_Assignment_
Across the data below, how many lines have the word "derive" in them? Give the number and nothing else.

————————

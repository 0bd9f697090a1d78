//! Core domain types.

use std::fmt;

/// Identifies a specific batch auction on a specific network.
///
/// Immutable for the duration of one resolution cycle; supplied by the
/// caller.
#[derive(Debug, Clone, Copy, PartialEq, Eq, Hash)]
pub struct AuctionIdentifier {
    pub auction_id: u64,
    pub chain_id: u64,
}

impl AuctionIdentifier {
    pub fn new(auction_id: u64, chain_id: u64) -> Self {
        Self {
            auction_id,
            chain_id,
        }
    }
}

impl fmt::Display for AuctionIdentifier {
    fn fmt(&self, f: &mut fmt::Formatter<'_>) -> fmt::Result {
        write!(f, "auction {} (chain {})", self.auction_id, self.chain_id)
    }
}
//! Auction Client: Batch-Auction Off-Chain Services
//!
//! Root crate re-exporting the workspace members. For actual
//! functionality, use the individual crates directly:
//!
//! - `auction-core`: chain registry, domain types, configuration, and the
//!   additional-services API client
//! - `bid-access`: wallet sessions, sign-in authorization signatures,
//!   access-control conditions, and the decryption gateway client
//! - `signature-resolver`: the gated bid-signature resolution flow

pub use auction_core as core;
pub use bid_access as access;
pub use signature_resolver as resolver;
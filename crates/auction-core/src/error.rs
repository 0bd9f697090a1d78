//! Error types for the auction services client.

use thiserror::Error;

#[derive(Error, Debug)]
pub enum Error {
    #[error("HTTP request error: {0}")]
    Http(#[from] reqwest::Error),

    #[error("JSON serialization error: {0}")]
    Json(#[from] serde_json::Error),

    #[error("Invalid URL: {0}")]
    Url(#[from] url::ParseError),

    #[error("Configuration error: {message}")]
    Config { message: String },

    #[error("API error: {message}")]
    Api { message: String, status: Option<u16> },

    #[error("No services endpoint configured for network {network_id}")]
    UnsupportedNetwork { network_id: u64 },
}

pub type Result<T> = std::result::Result<T, Error>;
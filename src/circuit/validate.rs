//! Circuit validation.

use crate::error::{PulserError, Result};

use super::{Circuit, BROADCASTER};

/// Validate a circuit for simulation.
///
/// Checks:
/// - The wiring declares at least one module
/// - The entry module `broadcaster` exists (the press seed would
///   otherwise have nowhere to go)
///
/// Destinations without a module definition are deliberately not
/// flagged: they are sinks, and absorbing pulses there is defined
/// behavior.
pub fn validate_circuit(circuit: &Circuit) -> Result<()> {
    if circuit.is_empty() {
        return Err(PulserError::EmptyCircuit);
    }

    if !circuit.contains(BROADCASTER) {
        return Err(PulserError::MissingBroadcaster);
    }

    Ok(())
}
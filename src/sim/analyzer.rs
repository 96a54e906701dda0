//! Event observation: pulse counting and watch triggers.

use std::collections::{HashMap, HashSet};

use crate::circuit::Pulse;

/// Observer attached to a press: counts low/high events and records,
/// for a watch set of modules, the press indices at which each watched
/// module first emits a given pulse.
///
/// Counts accumulate across presses. Watchers fire at most once per
/// press (they are re-armed when the next press begins), and every
/// firing press index is recorded; the first one per module is the
/// value the period resolver consumes.
#[derive(Debug, Clone, Default)]
pub struct Analyzer {
    low: u64,
    high: u64,
    presses: u64,
    /// Pulse to watch for, per sending module
    watch: HashMap<String, Pulse>,
    /// Watchers that already fired during the current press
    fired: HashSet<String>,
    /// Press indices at which each watched module emitted its pulse
    triggers: HashMap<String, Vec<u64>>,
}

impl Analyzer {
    /// Create an analyzer with no watchers.
    pub fn new() -> Self {
        Self::default()
    }

    /// Watch for `name` emitting `pulse`.
    pub fn arm(&mut self, name: impl Into<String>, pulse: Pulse) {
        self.watch.insert(name.into(), pulse);
    }

    /// Watch every name in `names` for a high emission.
    pub fn watch_high<I, S>(&mut self, names: I)
    where
        I: IntoIterator<Item = S>,
        S: Into<String>,
    {
        for name in names {
            self.arm(name, Pulse::High);
        }
    }

    /// Accumulated `(low, high)` event counts.
    pub fn counts(&self) -> (u64, u64) {
        (self.low, self.high)
    }

    /// Number of presses observed so far.
    pub fn presses(&self) -> u64 {
        self.presses
    }

    /// First trigger press index per watched module that has fired.
    pub fn first_triggers(&self) -> HashMap<String, u64> {
        self.triggers
            .iter()
            .map(|(name, presses)| (name.clone(), presses[0]))
            .collect()
    }

    /// All press indices at which `name` fired, in order.
    pub fn triggers_of(&self, name: &str) -> &[u64] {
        self.triggers.get(name).map(Vec::as_slice).unwrap_or(&[])
    }

    /// Check whether every armed watcher has fired at least `min_count` times.
    pub fn all_triggered(&self, min_count: usize) -> bool {
        self.watch
            .keys()
            .all(|name| self.triggers_of(name).len() >= min_count)
    }

    /// Start observing a new press: bump the press index and re-arm watchers.
    pub(crate) fn begin_press(&mut self) {
        self.presses += 1;
        self.fired.clear();
    }

    /// Record one dispatched event.
    pub(crate) fn record(&mut self, source: &str, pulse: Pulse) {
        match pulse {
            Pulse::Low => self.low += 1,
            Pulse::High => self.high += 1,
        }

        if self.watch.get(source) == Some(&pulse) && self.fired.insert(source.to_string()) {
            self.triggers
                .entry(source.to_string())
                .or_default()
                .push(self.presses);
            log::debug!("watched module '{source}' emitted {pulse} at press {}", self.presses);
        }
    }
}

————————

_Written solution_
3